CARACAS: Venezuela’s interim president said Thursday that she had replaced all her senior military commanders, the latest in a flurry of reforms since the United States ousted Nicolas Maduro.
Delcy Rodriguez announced the changes in a social media post a day after firing the long-serving defense minister, who had been close to Maduro, and replacing him with a former intelligence chief.
“I announce the designation of the renewed Military High Command,” said Rodriguez, who served as vice president under Maduro, the authoritarian leftist toppled in an American special forces raid on January 3.
Under US pressure and even a threat of violence, Rodriguez is tasked with leading a country with the world’s largest proven oil reserves but an economy in shambles, with widespread shortages of food, medicine and other basics.

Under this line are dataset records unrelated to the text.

//! ffmpeg/ffprobe 連携
//!
//! ffprobeでサイズとフレームレートを取得し、ffmpegにrgb24の生フレームを
//! 標準出力へ書き出させて1フレームずつ読む。

use super::FrameSource;
use crate::error::{FrameMatchError, Result};
use image::RgbImage;
use serde::Deserialize;
use std::io::{BufReader, ErrorKind, Read};
use std::path::Path;
use std::process::{Child, ChildStdout, Command, Stdio};

#[derive(Debug, Deserialize)]
struct ProbeOutput {
    #[serde(default)]
    streams: Vec<ProbeStream>,
}

#[derive(Debug, Deserialize)]
struct ProbeStream {
    width: Option<u32>,
    height: Option<u32>,
    avg_frame_rate: Option<String>,
    r_frame_rate: Option<String>,
    nb_frames: Option<String>,
}

/// `"30000/1001"` 形式のフレームレートを数値に変換（不正・0除算は0）
pub fn parse_frame_rate(rate: &str) -> f64 {
    let mut parts = rate.trim().splitn(2, '/');
    let num: f64 = match parts.next().and_then(|n| n.parse::<f64>().ok()) {
        Some(n) => n,
        None => return 0.0,
    };
    let den: f64 = match parts.next() {
        Some(d) => match d.parse() {
            Ok(d) => d,
            Err(_) => return 0.0,
        },
        None => 1.0,
    };

    if den == 0.0 || !num.is_finite() {
        0.0
    } else {
        num / den
    }
}

/// ffmpegプロセスによる動画デコーダ
pub struct FfmpegVideo {
    child: Child,
    stdout: BufReader<ChildStdout>,
    width: u32,
    height: u32,
    fps: f64,
    frame_count: Option<u64>,
    finished: bool,
}

impl FfmpegVideo {
    pub fn open(path: &Path) -> Result<Self> {
        let (width, height, fps, frame_count) = probe(path)?;

        let mut child = Command::new("ffmpeg")
            .args(["-v", "error", "-nostdin", "-noautorotate", "-i"])
            .arg(path)
            .args(["-vsync", "passthrough", "-f", "rawvideo", "-pix_fmt", "rgb24", "-"])
            .stdin(Stdio::null())
            .stdout(Stdio::piped())
            .stderr(Stdio::null())
            .spawn()
            .map_err(|e| FrameMatchError::VideoOpen(format!("{}: ffmpeg起動失敗 ({})", path.display(), e)))?;

        let stdout = match child.stdout.take() {
            Some(out) => out,
            None => {
                child.kill().ok();
                child.wait().ok();
                return Err(FrameMatchError::VideoOpen(format!(
                    "{}: ffmpegの出力を取得できません",
                    path.display()
                )));
            }
        };

        Ok(Self {
            child,
            stdout: BufReader::new(stdout),
            width,
            height,
            fps,
            frame_count,
            finished: false,
        })
    }
}

fn probe(path: &Path) -> Result<(u32, u32, f64, Option<u64>)> {
    let output = Command::new("ffprobe")
        .args([
            "-v",
            "error",
            "-select_streams",
            "v:0",
            "-show_entries",
            "stream=width,height,avg_frame_rate,r_frame_rate,nb_frames",
            "-of",
            "json",
        ])
        .arg(path)
        .output()
        .map_err(|e| FrameMatchError::VideoOpen(format!("{}: ffprobe起動失敗 ({})", path.display(), e)))?;

    if !output.status.success() {
        return Err(FrameMatchError::VideoOpen(format!(
            "{}: {}",
            path.display(),
            String::from_utf8_lossy(&output.stderr).trim()
        )));
    }

    let parsed: ProbeOutput = serde_json::from_slice(&output.stdout)?;
    let stream = parsed
        .streams
        .into_iter()
        .next()
        .ok_or_else(|| FrameMatchError::VideoOpen(format!("{}: 映像ストリームがありません", path.display())))?;

    let (width, height) = match (stream.width, stream.height) {
        (Some(w), Some(h)) if w > 0 && h > 0 => (w, h),
        _ => {
            return Err(FrameMatchError::VideoOpen(format!(
                "{}: フレームサイズが不明です",
                path.display()
            )))
        }
    };

    let fps = [stream.avg_frame_rate, stream.r_frame_rate]
        .iter()
        .flatten()
        .map(|r| parse_frame_rate(r))
        .find(|&f| f > 0.0)
        .unwrap_or(0.0);

    let frame_count = stream.nb_frames.and_then(|n| n.parse::<u64>().ok()).filter(|&n| n > 0);

    Ok((width, height, fps, frame_count))
}

impl FrameSource for FfmpegVideo {
    fn fps(&self) -> f64 {
        self.fps
    }

    fn frame_count(&self) -> Option<u64> {
        self.frame_count
    }

    fn next_frame(&mut self) -> Result<Option<RgbImage>> {
        if self.finished {
            return Ok(None);
        }

        let mut buffer = vec![0u8; self.width as usize * self.height as usize * 3];
        match self.stdout.read_exact(&mut buffer) {
            Ok(()) => {}
            Err(e) if e.kind() == ErrorKind::UnexpectedEof => {
                self.finished = true;
                return Ok(None);
            }
            Err(e) => {
                self.finished = true;
                return Err(FrameMatchError::VideoDecode(e.to_string()));
            }
        }

        RgbImage::from_raw(self.width, self.height, buffer)
            .map(Some)
            .ok_or_else(|| FrameMatchError::VideoDecode("フレームサイズ不一致".into()))
    }
}

impl Drop for FfmpegVideo {
    fn drop(&mut self) {
        // 途中で打ち切った場合もプロセスを回収する
        self.child.kill().ok();
        self.child.wait().ok();
    }
}
use crate::features::OrbConfig;
use crate::pipeline::DEFAULT_FRAME_INTERVAL;
use frame_match_common::{Dataset, DatasetConfig, MANIFEST_FILE_NAME};
use std::path::{Path, PathBuf};

pub const CONFIG_FILE_NAME: &str = "config.json";
pub const ASSETS_DIR_NAME: &str = "assets";

/// ユーザー設定ディレクトリの config.json
pub fn user_config_path() -> Option<PathBuf> {
    dirs::config_dir().map(|dir| dir.join("frame-match").join(CONFIG_FILE_NAME))
}

/// config.json を探して読み込む
///
/// 指定パス → `<root>/config.json` → ユーザー設定ディレクトリの順。
/// 見つからない・壊れている場合は `None`（組み込みの既定値で動く）。
pub fn load_dataset_config(root: &Path, explicit: Option<&Path>) -> Option<DatasetConfig> {
    let path = match explicit {
        Some(p) => {
            if !p.exists() {
                eprintln!("⚠ 設定ファイルが見つかりません: {}（既定値を使用）", p.display());
                return None;
            }
            p.to_path_buf()
        }
        None => {
            let local = root.join(CONFIG_FILE_NAME);
            if local.exists() {
                local
            } else {
                user_config_path().filter(|p| p.exists())?
            }
        }
    };

    let content = match std::fs::read_to_string(&path) {
        Ok(c) => c,
        Err(e) => {
            eprintln!("⚠ config.json を読み込めません ({})。既定値を使用します", e);
            return None;
        }
    };

    match DatasetConfig::from_json(&content) {
        Ok(config) => Some(config),
        Err(e) => {
            eprintln!("⚠ config.json を解析できません ({})。既定値を使用します", e);
            None
        }
    }
}

/// 1回の実行に必要な設定一式
#[derive(Debug, Clone)]
pub struct RunConfig {
    pub dataset_id: String,
    pub search_dir: PathBuf,
    pub assets_dir: PathBuf,
    pub results_dir: PathBuf,
    pub manifest_path: PathBuf,
    pub frame_interval: u64,
    pub max_features: usize,
    pub verbose: bool,
}

impl RunConfig {
    /// データセットのパスを `root` 基準で解決
    pub fn resolve(root: &Path, dataset: &Dataset, assets_dir: Option<&Path>) -> Self {
        let results_dir = root.join(&dataset.results_dir);
        Self {
            dataset_id: dataset.id.clone(),
            search_dir: root.join(&dataset.search_dir),
            assets_dir: assets_dir
                .map(Path::to_path_buf)
                .unwrap_or_else(|| root.join(ASSETS_DIR_NAME)),
            manifest_path: results_dir.join(MANIFEST_FILE_NAME),
            results_dir,
            frame_interval: DEFAULT_FRAME_INTERVAL,
            max_features: OrbConfig::default().max_features,
            verbose: false,
        }
    }

    pub fn orb_config(&self) -> OrbConfig {
        OrbConfig::with_max_features(self.max_features)
    }
}
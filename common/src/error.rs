//! 共通ライブラリのエラー

use thiserror::Error;

/// マニフェスト・設定ファイルの入出力エラー
#[derive(Error, Debug)]
pub enum Error {
    #[error("ファイル入出力エラー: {0}")]
    Io(#[from] std::io::Error),

    #[error("JSONエラー: {0}")]
    Json(#[from] serde_json::Error),
}

pub type Result<T> = std::result::Result<T, Error>;
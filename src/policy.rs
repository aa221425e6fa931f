//! マッチ判定ポリシー
//!
//! 静止画: スコア >= 0.15 かつ 緑色ゲート通過
//! 動画フレーム: スコア >= 0.12 かつ（緑色ゲート通過 または スコア >= 0.25）
//!
//! 強いスコアでゲートを上書きできるのは動画フレームだけ。静止画には適用しない。

/// 候補の種類
#[derive(Debug, Clone, Copy, PartialEq, Eq)]
pub enum MediaKind {
    Image,
    VideoFrame,
}

/// 判定結果
#[derive(Debug, Clone, Copy, PartialEq, Eq)]
pub enum Decision {
    /// マッチとして採用
    Accepted,
    /// スコアがしきい値未満
    BelowThreshold,
    /// 緑色ゲートで棄却
    GateRejected,
}

#[derive(Debug, Clone, Copy, PartialEq)]
pub struct MatchPolicy {
    pub image_threshold: f64,
    pub video_threshold: f64,
    /// 動画フレームでゲート結果を無視できるスコア
    pub video_gate_override: f64,
}

impl Default for MatchPolicy {
    fn default() -> Self {
        Self {
            image_threshold: 0.15,
            video_threshold: 0.12,
            video_gate_override: 0.25,
        }
    }
}

impl MatchPolicy {
    pub fn threshold(&self, kind: MediaKind) -> f64 {
        match kind {
            MediaKind::Image => self.image_threshold,
            MediaKind::VideoFrame => self.video_threshold,
        }
    }

    /// スコアとゲートから採否を決める
    ///
    /// ゲートはスコアがしきい値を超えた場合にだけ評価される。
    pub fn decide(&self, kind: MediaKind, score: f64, gate: impl FnOnce() -> bool) -> Decision {
        if score < self.threshold(kind) {
            return Decision::BelowThreshold;
        }

        let passed = match kind {
            MediaKind::Image => gate(),
            MediaKind::VideoFrame => gate() || score >= self.video_gate_override,
        };

        if passed {
            Decision::Accepted
        } else {
            Decision::GateRejected
        }
    }
}
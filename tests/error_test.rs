//! エラーケーステスト
//!
//! 致命的エラーと素材単位の失敗の扱いを検証

use frame_match::config::RunConfig;
use frame_match::error::FrameMatchError;
use frame_match::{runner, scanner};
use frame_match_common::Dataset;
use std::path::Path;
use tempfile::tempdir;

/// 存在しない素材フォルダをスキャンした場合
#[test]
fn test_scan_nonexistent_assets() {
    let result = scanner::scan_assets(Path::new("/nonexistent/path/12345"));
    assert!(matches!(result, Err(FrameMatchError::AssetsDirNotFound(_))));
}

/// 対応外のファイルだけのフォルダ
#[test]
fn test_scan_folder_no_media() {
    let dir = tempdir().expect("Failed to create temp dir");
    std::fs::write(dir.path().join("notes.txt"), "hello").unwrap();
    std::fs::write(dir.path().join("data.json"), "{}").unwrap();

    let assets = scanner::scan_assets(dir.path()).unwrap();
    assert!(assets.is_empty());
}

/// 参照画像がすべて壊れている場合は致命的
#[test]
fn test_all_references_broken_is_fatal() {
    let dir = tempdir().expect("Failed to create temp dir");
    let search = dir.path().join("data/search");
    std::fs::create_dir_all(&search).unwrap();
    std::fs::create_dir_all(dir.path().join("assets")).unwrap();
    std::fs::write(search.join("broken.png"), b"not a png").unwrap();

    let config = RunConfig::resolve(dir.path(), &Dataset::default(), None);
    let err = runner::run(&config).unwrap_err();
    assert!(matches!(err, FrameMatchError::NoReferenceImages(_)));
}

/// FrameMatchErrorのDisplay実装確認
#[test]
fn test_error_display() {
    let errors = vec![
        FrameMatchError::ImageLoad("photo.png".to_string()),
        FrameMatchError::SearchDirNotFound("data/search".to_string()),
        FrameMatchError::VideoDecode("broken".to_string()),
    ];

    for err in errors {
        let msg = err.to_string();
        assert!(!msg.is_empty());
    }
}
//! Frame Match Common Library
//!
//! マッチング本体と結果ビューアで共有される、画像処理を含まない型とユーティリティ

pub mod dataset;
pub mod error;
pub mod manifest;
pub mod media;
pub mod naming;

pub use dataset::{Dataset, DatasetConfig};
pub use error::{Error, Result};
pub use manifest::{
    parse_frame_metadata, parse_timecode, ManifestEntry, ManifestFile, ResultsManifest,
    SearchManifest, MANIFEST_FILE_NAME,
};
pub use media::{is_image_path, is_video_path, IMAGE_EXTENSIONS, VIDEO_EXTENSIONS};
pub use naming::{format_timecode, frame_match_name, frame_timestamp, image_match_name, sanitize_filename};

She has enacted a historic amnesty law to free political prisoners jailed under Maduro and reformed oil and mining regulations in line with US demands for access to her country’s vast natural wealth.
President Donald Trump has said he effectively runs Venezuela now and is letting Rodriguez stay in power so long as she toes the US line.
Rodriguez is in the delicate position of trying to satisfy both Trump and Venezuelans still loyal to Maduro, who was taken to New York along with his wife for trial on US-issued drug trafficking charges.
The Venezuelan military, which has sworn loyalty to Rodriguez, is a powerful entity. It oversees oil, mining and food distribution enterprises, as well as customs operations and key government ministries, amid allegations of abuse and corruption.